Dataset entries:
//! Table and column derivation from storage metadata.

use rusqlite::types::ValueRef;
use serde_json::{Number, Value};

use super::query_builder::SqlParam;
use crate::meta::{AttrGenerator, AttrType, StorageMeta};
use crate::types::Item;

/// Longest bounded string stored as `VARCHAR(n)`; longer ones use `TEXT`.
const MAX_VARCHAR: usize = 255;

/// A column derived from one attribute.
#[derive(Debug, Clone, PartialEq)]
pub struct Column {
    /// Column (and attribute) name.
    pub name: String,
    /// Declared attribute type.
    pub attr_type: AttrType,
    /// SQL column type.
    pub sql_type: String,
    /// Part of the primary key.
    pub primary_key: bool,
    /// Integer key assigned by SQLite.
    pub autoincrement: bool,
}

impl Column {
    /// Returns the quoted column identifier.
    pub fn ident(&self) -> String {
        quote_ident(&self.name)
    }

    /// Whether string operators can run server-side with identical results.
    pub fn supports_like(&self) -> bool {
        matches!(
            self.attr_type,
            AttrType::String | AttrType::Datetime | AttrType::Uuid | AttrType::Int
        )
    }

    /// Converts a filter operand or item value to a bound parameter.
    ///
    /// Returns `None` when the value's kind differs from the column's, since
    /// SQLite's type affinity would then compare differently from items.
    pub fn param(&self, value: &Value) -> Option<SqlParam> {
        match (self.attr_type, value) {
            (_, Value::Null) => Some(SqlParam::Null),
            (AttrType::Json, value) => Some(SqlParam::String(value.to_string())),
            (AttrType::Int | AttrType::Float, Value::Number(n)) => Some(match n.as_i64() {
                Some(i) => SqlParam::Integer(i),
                None => SqlParam::Float(n.as_f64()?),
            }),
            (AttrType::Bool, Value::Bool(b)) => Some(SqlParam::Integer(i64::from(*b))),
            (AttrType::String | AttrType::Datetime | AttrType::Uuid, Value::String(s)) => {
                Some(SqlParam::String(s.clone()))
            }
            _ => None,
        }
    }

    /// Converts a stored value back into an item value.
    pub fn read_value(&self, raw: ValueRef<'_>) -> Option<Value> {
        match raw {
            ValueRef::Null => None,
            ValueRef::Integer(i) => Some(match self.attr_type {
                AttrType::Bool => Value::Bool(i != 0),
                AttrType::Float => Number::from_f64(i as f64).map_or(Value::from(i), Value::Number),
                _ => Value::from(i),
            }),
            ValueRef::Real(f) => Number::from_f64(f).map(Value::Number),
            ValueRef::Text(bytes) => {
                let text = String::from_utf8_lossy(bytes);
                match self.attr_type {
                    AttrType::Json => serde_json::from_str(&text).ok(),
                    _ => Some(Value::String(text.into_owned())),
                }
            }
            ValueRef::Blob(_) => None,
        }
    }

    fn definition(&self, single_key: bool) -> String {
        let mut def = format!("{} {}", self.ident(), self.sql_type);
        if self.primary_key {
            def.push_str(" NOT NULL");
        }
        if self.primary_key && single_key {
            def.push_str(" PRIMARY KEY");
            if self.autoincrement {
                def.push_str(" AUTOINCREMENT");
            }
        }
        def
    }
}

/// The table backing one storage.
#[derive(Debug, Clone)]
pub struct Table {
    name: String,
    columns: Vec<Column>,
}

impl Table {
    /// Derives the table layout from storage metadata.
    pub fn from_meta(meta: &StorageMeta) -> Self {
        let key_config = meta.key_config();
        let single_key = key_config.attr_names().len() == 1;
        let columns = meta
            .attrs()
            .iter()
            .map(|attr| {
                let primary_key = key_config.is_key_attr(&attr.name);
                let attr_type = attr.attr_type();
                Column {
                    name: attr.name.clone(),
                    attr_type,
                    sql_type: sql_type(attr_type, attr.schema.max_length),
                    primary_key,
                    autoincrement: primary_key
                        && single_key
                        && attr_type == AttrType::Int
                        && attr.create_generator == Some(AttrGenerator::Sequence),
                }
            })
            .collect();
        Self {
            name: meta.name().to_string(),
            columns,
        }
    }

    /// Returns the table name.
    pub fn name(&self) -> &str {
        &self.name
    }

    /// Returns the quoted table identifier.
    pub fn ident(&self) -> String {
        quote_ident(&self.name)
    }

    /// Returns all columns in attribute order.
    pub fn columns(&self) -> &[Column] {
        &self.columns
    }

    /// Looks up a column by attribute name.
    pub fn column(&self, name: &str) -> Option<&Column> {
        self.columns.iter().find(|c| c.name == name)
    }

    /// Returns the primary key columns.
    pub fn key_columns(&self) -> impl Iterator<Item = &Column> {
        self.columns.iter().filter(|c| c.primary_key)
    }

    /// Returns the autoincrement column, if any.
    pub fn autoincrement_column(&self) -> Option<&Column> {
        self.columns.iter().find(|c| c.autoincrement)
    }

    /// Comma-separated quoted column list.
    pub fn column_list(&self) -> String {
        self.columns
            .iter()
            .map(Column::ident)
            .collect::<Vec<_>>()
            .join(", ")
    }

    /// Builds the `CREATE TABLE` statement.
    pub fn create_sql(&self) -> String {
        let key_names: Vec<String> = self.key_columns().map(Column::ident).collect();
        let single_key = key_names.len() == 1;
        let mut parts: Vec<String> = self
            .columns
            .iter()
            .map(|c| c.definition(single_key))
            .collect();
        if !single_key && !key_names.is_empty() {
            parts.push(format!("PRIMARY KEY ({})", key_names.join(", ")));
        }
        format!(
            "CREATE TABLE IF NOT EXISTS {} ({})",
            self.ident(),
            parts.join(", ")
        )
    }

    /// Rebuilds an item from one row selected with [`Table::column_list`].
    pub fn read_row(&self, row: &rusqlite::Row<'_>) -> rusqlite::Result<Item> {
        let mut item = Item::new();
        for (index, column) in self.columns.iter().enumerate() {
            if let Some(value) = column.read_value(row.get_ref(index)?) {
                item.insert(column.name.clone(), value);
            }
        }
        Ok(item)
    }
}

fn sql_type(attr_type: AttrType, max_length: Option<usize>) -> String {
    match attr_type {
        AttrType::Int => "INTEGER".to_string(),
        AttrType::Float => "FLOAT".to_string(),
        AttrType::Bool => "BOOLEAN".to_string(),
        AttrType::Datetime => "DATETIME".to_string(),
        AttrType::Uuid => "VARCHAR(36)".to_string(),
        AttrType::String => match max_length {
            Some(n) if n <= MAX_VARCHAR => format!("VARCHAR({n})"),
            _ => "TEXT".to_string(),
        },
        AttrType::Json => "TEXT".to_string(),
    }
}

/// Quotes an SQL identifier.
pub fn quote_ident(name: &str) -> String {
    format!("\"{}\"", name.replace('"', "\"\""))
}

#[cfg(test)]
mod tests {
    use super::*;
    use crate::meta::{Attr, KeyConfig};
    use serde_json::json;

    #[test]
    fn test_create_sql_single_key() {
        let meta = StorageMeta::builder("books")
            .attr(Attr::string("id").max_length(36))
            .attr(Attr::string("title"))
            .attr(Attr::int("year").nullable())
            .attr(Attr::new("price", AttrType::Float))
            .attr(Attr::new("in_print", AttrType::Bool))
            .attr(Attr::datetime("updated_at"))
            .build()
            .unwrap();
        let table = Table::from_meta(&meta);
        assert_eq!(
            table.create_sql(),
            "CREATE TABLE IF NOT EXISTS \"books\" (\"id\" VARCHAR(36) NOT NULL PRIMARY KEY, \
             \"title\" TEXT, \"year\" INTEGER, \"price\" FLOAT, \"in_print\" BOOLEAN, \
             \"updated_at\" DATETIME)"
        );
    }

    #[test]
    fn test_create_sql_autoincrement_and_composite() {
        let meta = StorageMeta::builder("events")
            .attr(Attr::int("id").with_create_generator(AttrGenerator::Sequence))
            .build()
            .unwrap();
        assert!(
            Table::from_meta(&meta)
                .create_sql()
                .contains("\"id\" INTEGER NOT NULL PRIMARY KEY AUTOINCREMENT")
        );

        let meta = StorageMeta::builder("lines")
            .attr(Attr::string("order_id"))
            .attr(Attr::int("line"))
            .key_config(KeyConfig::composite(["order_id", "line"]))
            .build()
            .unwrap();
        assert!(
            Table::from_meta(&meta)
                .create_sql()
                .ends_with("PRIMARY KEY (\"order_id\", \"line\"))")
        );
    }

    #[test]
    fn test_param_kind_mismatch() {
        let meta = StorageMeta::builder("books")
            .attr(Attr::string("id"))
            .attr(Attr::int("year"))
            .build()
            .unwrap();
        let table = Table::from_meta(&meta);
        let year = table.column("year").unwrap();
        assert_eq!(year.param(&json!(1970)), Some(SqlParam::Integer(1970)));
        assert_eq!(year.param(&json!("1970")), None);
        assert_eq!(table.column("id").unwrap().param(&json!(1)), None);
    }

    #[test]
    fn test_quote_ident() {
        assert_eq!(quote_ident("we\"ird"), "\"we\"\"ird\"");
    }
}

#### Problem
Reproduce every line from the entries that holds the word "ValueRef".

#### Written solution
use rusqlite::types::ValueRef;
    pub fn read_value(&self, raw: ValueRef<'_>) -> Option<Value> {
            ValueRef::Null => None,
            ValueRef::Integer(i) => Some(match self.attr_type {
            ValueRef::Real(f) => Number::from_f64(f).map(Value::Number),
            ValueRef::Text(bytes) => {
            ValueRef::Blob(_) => None,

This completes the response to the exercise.